Cyber Pulse: Edition 9

Read the latest edition of Cyber Pulse, our roundup of Cyber news.


6 April 2018

Pingu Cleans Up: Subscription scam on Google Play

Android users should keep their eyes peeled for a curious scam technique discovered on Google Play – one going directly after their money and relying solely on user inattention. The app seen using the technique, a game uploaded under the name “Pingu Cleans Up”, attempted to trick users into unwittingly signing up for a €5.49 per week subscription using Google Play’s own legitimate payment method. The trick works on the assumption that some users will “click away” any legitimate-looking windows that keep them from running the game itself, without paying much attention to their contents.
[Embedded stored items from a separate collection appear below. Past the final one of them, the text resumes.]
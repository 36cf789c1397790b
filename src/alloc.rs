use core::ptr::NonNull;
use std::alloc::{alloc, dealloc, Layout};

use crate::Error;

/// The allocation strategy consumed by a [`CompactBuf`].
///
/// A buffer talks to its allocator exclusively through this trait, so arenas
/// and pools can be substituted for the process-wide allocator. The
/// `PartialEq` bound is the interchangeability predicate: two allocator
/// instances that compare equal must be able to free each other's blocks.
///
/// [`CompactBuf`]: crate::CompactBuf
pub trait Alloc: PartialEq {
    /// Allocates a block of `size` bytes, aligned for `u8`.
    ///
    /// `size` is always non-zero; the buffer never requests an empty block.
    fn allocate(&self, size: usize) -> Result<NonNull<u8>, Error>;

    /// Frees a block previously returned by [`allocate`] on an allocator
    /// that compares equal to `self`.
    ///
    /// # Safety
    /// * `ptr` must denote a live block of exactly `size` bytes obtained
    ///   from this allocator (or one equal to it), and must not be used
    ///   after this call.
    ///
    /// [`allocate`]: Alloc::allocate
    unsafe fn deallocate(&self, ptr: NonNull<u8>, size: usize);

    /// The largest single block this allocator can provide, in bytes.
    fn max_allocation_size(&self) -> usize;
}

/// The process-wide allocator, and the default strategy for [`CompactBuf`].
///
/// All instances are interchangeable, so `Global == Global` always holds.
///
/// [`CompactBuf`]: crate::CompactBuf
#[derive(Debug, Default, Copy, Clone, PartialEq, Eq)]
pub struct Global;

impl Alloc for Global {
    #[inline]
    fn allocate(&self, size: usize) -> Result<NonNull<u8>, Error> {
        debug_assert!(size > 0);

        // SAFETY: `size` is non-zero, and callers bound it by
        // `max_allocation_size` (isize::MAX) before requesting a block.
        let ptr = unsafe {
            let layout = Layout::from_size_align_unchecked(size, 1);
            alloc(layout)
        };

        NonNull::new(ptr).ok_or(Error::AllocFailed { size })
    }

    #[inline]
    unsafe fn deallocate(&self, ptr: NonNull<u8>, size: usize) {
        // SAFETY: `size` was accepted by `allocate`, so the layout is valid.
        let layout = Layout::from_size_align_unchecked(size, 1);
        dealloc(ptr.as_ptr(), layout);
    }

    #[inline]
    fn max_allocation_size(&self) -> usize {
        isize::MAX as usize
    }
}
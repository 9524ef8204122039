// --- File: crates/smsify_config/src/models.rs ---

use serde::{Deserialize, Serialize};

// --- General Server Config ---
#[cfg_attr(feature = "openapi", derive(utoipa::ToSchema))]
#[derive(Debug, Deserialize, Serialize, Clone)]
pub struct ServerConfig {
    pub host: String,
    pub port: u16,
}

impl Default for ServerConfig {
    fn default() -> Self {
        Self {
            host: "127.0.0.1".to_string(),
            port: 8086,
        }
    }
}

// --- Tencent Cloud SMS Template Config ---
// Template ids are preapproved on the vendor side; an empty id means the
// corresponding message kind is not available.
#[cfg_attr(feature = "openapi", derive(utoipa::ToSchema))]
#[derive(Debug, Deserialize, Serialize, Clone, Default, PartialEq, Eq)]
pub struct SmsTemplates {
    /// Verification code template id. Loaded via TENCENT_SMS_TEMPLATE_VERIFICATION.
    #[serde(default)]
    pub verification: String,
    /// Notification template id. Loaded via TENCENT_SMS_TEMPLATE_NOTIFICATION.
    #[serde(default)]
    pub notification: String,
    /// Marketing template id. Loaded via TENCENT_SMS_TEMPLATE_MARKETING.
    #[serde(default)]
    pub marketing: String,
}

// --- Tencent Cloud SMS Config ---
// Holds credentials and identity for the vendor API. Secrets are normally
// loaded from env vars: TENCENT_SMS_SECRET_ID / TENCENT_SMS_SECRET_KEY.
#[cfg_attr(feature = "openapi", derive(utoipa::ToSchema))]
#[derive(Debug, Deserialize, Serialize, Clone, PartialEq, Eq)]
pub struct TencentSmsConfig {
    #[serde(default)]
    pub secret_id: String,
    #[serde(default)]
    pub secret_key: String,
    #[serde(default = "default_region_id")]
    pub region_id: String,
    #[serde(default)]
    pub sdk_app_id: String,
    /// SMS signature shown to recipients, registered with the vendor.
    #[serde(default)]
    pub sign_name: String,
    #[serde(default = "default_timeout_seconds")]
    pub timeout_seconds: u64,
    #[serde(default)]
    pub templates: SmsTemplates,
}

fn default_region_id() -> String {
    "ap-guangzhou".to_string()
}

fn default_timeout_seconds() -> u64 {
    30
}

impl Default for TencentSmsConfig {
    fn default() -> Self {
        Self {
            secret_id: String::new(),
            secret_key: String::new(),
            region_id: default_region_id(),
            sdk_app_id: String::new(),
            sign_name: String::new(),
            timeout_seconds: default_timeout_seconds(),
            templates: SmsTemplates::default(),
        }
    }
}

// --- Unified App Configuration ---
#[cfg_attr(feature = "openapi", derive(utoipa::ToSchema))]
#[derive(Debug, Deserialize, Serialize, Clone, Default)]
pub struct AppConfig {
    #[serde(default)]
    pub server: ServerConfig,

    // --- Runtime Flags (optional in config file, default to false) ---
    #[serde(default)]
    pub use_tencent_sms: bool,

    // --- Optional Feature Configurations ---
    #[serde(default)]
    pub tencent_sms: Option<TencentSmsConfig>,
}
// --- File: crates/smsify_tencent/src/routes.rs ---

use axum::{
    routing::{get, post},
    Router,
};
use std::sync::Arc;

use crate::handlers::{
    channel_info_handler, get_config_handler, send_batch_handler, send_notification_handler,
    send_sms_handler, send_verification_handler, test_connection_handler, TencentSmsState,
};
use crate::logic::TencentSmsService;

/// Creates a router containing all routes for the Tencent SMS feature.
///
/// Takes the shared service instance so the composition root can hand the
/// same singleton to both the routes and the channel registry.
///
/// # Returns
/// An Axum Router configured with the Tencent SMS routes and state.
pub fn routes(service: Arc<TencentSmsService>) -> Router {
    let state = Arc::new(TencentSmsState { service });

    Router::new()
        .route("/tencent/send", post(send_sms_handler))
        .route("/tencent/send-verification", post(send_verification_handler))
        .route("/tencent/send-notification", post(send_notification_handler))
        .route("/tencent/send-batch", post(send_batch_handler))
        .route("/tencent/test", get(test_connection_handler))
        .route("/tencent/config", get(get_config_handler))
        .route("/tencent/channel", get(channel_info_handler))
        .with_state(state)
}
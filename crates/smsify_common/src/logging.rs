// --- File: crates/smsify_common/src/logging.rs ---
//! Logging utilities for the Smsify application.
//!
//! This module provides a standardized approach to logging across all crates
//! in the Smsify application. It wraps the tracing subscriber setup so every
//! entry point configures logging the same way.

use tracing::{info, Level};
use tracing_subscriber::{fmt, prelude::*, EnvFilter};

/// Initialize the tracing subscriber with the default log level (INFO).
///
/// `RUST_LOG` takes precedence when set.
pub fn init() {
    init_with_level(Level::INFO);
}

/// Initialize the tracing subscriber with a specific log level.
///
/// # Arguments
///
/// * `level` - The minimum log level to display when `RUST_LOG` is unset.
pub fn init_with_level(level: Level) {
    let filter =
        EnvFilter::try_from_default_env().unwrap_or_else(|_| EnvFilter::new(level.to_string()));

    // Use try_init to handle the case where a global default subscriber has already been set
    let result = tracing_subscriber::registry()
        .with(fmt::layer().with_target(true))
        .with(filter)
        .try_init();

    if result.is_ok() {
        info!("Logging initialized at level: {}", level);
    }
}
// --- File: crates/smsify_tencent/src/channel.rs ---
//! [`SmsChannel`] implementation exposing this connector through the host
//! channel registry.

use std::sync::Arc;

use smsify_common::services::{
    ConfigField, ConfigValidation, OutcomeFuture, ProviderInfo, SmsChannel,
};

use crate::logic::TencentSmsService;

/// Registry key for this backend.
pub const CHANNEL_TYPE: &str = "tencent";

/// Channel adapter over a shared service instance. The routes and the
/// registry both hold the same [`TencentSmsService`].
pub struct TencentSmsChannel {
    service: Arc<TencentSmsService>,
}

impl TencentSmsChannel {
    pub fn new(service: Arc<TencentSmsService>) -> Self {
        Self { service }
    }
}

impl SmsChannel for TencentSmsChannel {
    fn channel_type(&self) -> &'static str {
        CHANNEL_TYPE
    }

    fn display_name(&self) -> &'static str {
        "Tencent Cloud SMS"
    }

    fn capabilities(&self) -> Vec<&'static str> {
        vec!["verification", "notification", "marketing", "international"]
    }

    fn config_fields(&self) -> Vec<ConfigField> {
        vec![
            ConfigField {
                name: "secret_id",
                label: "Secret ID",
                kind: "text",
                required: true,
                default: "",
            },
            ConfigField {
                name: "secret_key",
                label: "Secret Key",
                kind: "password",
                required: true,
                default: "",
            },
            ConfigField {
                name: "region_id",
                label: "Region ID",
                kind: "text",
                required: false,
                default: "ap-guangzhou",
            },
            ConfigField {
                name: "sdk_app_id",
                label: "SDK App ID",
                kind: "text",
                required: true,
                default: "",
            },
            ConfigField {
                name: "sign_name",
                label: "SMS Signature",
                kind: "text",
                required: true,
                default: "",
            },
        ]
    }

    fn provider_info(&self) -> ProviderInfo {
        ProviderInfo {
            name: "Tencent Cloud",
            website: "https://cloud.tencent.com/",
            description: "Tencent Cloud SMS delivery service",
            regions: vec![
                "ap-guangzhou",
                "ap-beijing",
                "ap-shanghai",
                "ap-hongkong",
                "ap-singapore",
                "na-siliconvalley",
            ],
        }
    }

    fn validate_config(&self) -> ConfigValidation {
        self.service.validate_config()
    }

    fn send(&self, phone: &str, template_id: &str, params: Vec<String>) -> OutcomeFuture<'_> {
        let phone = phone.to_string();
        let template_id = template_id.to_string();
        Box::pin(async move { self.service.send(&phone, &template_id, params).await })
    }
}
The primary target of the scam are users with credit card information stored in their Google Play accounts. The game was first uploaded to Google Play on February 8, 2018, and was installed between 50,000 and 100,000 times before being taken down after ESET notified Google. Looking at the game’s rating and reviews, it seems that it has appealed to some users regardless of its misleading use of Google Play’s payment method; nevertheless, negative ratings prevail.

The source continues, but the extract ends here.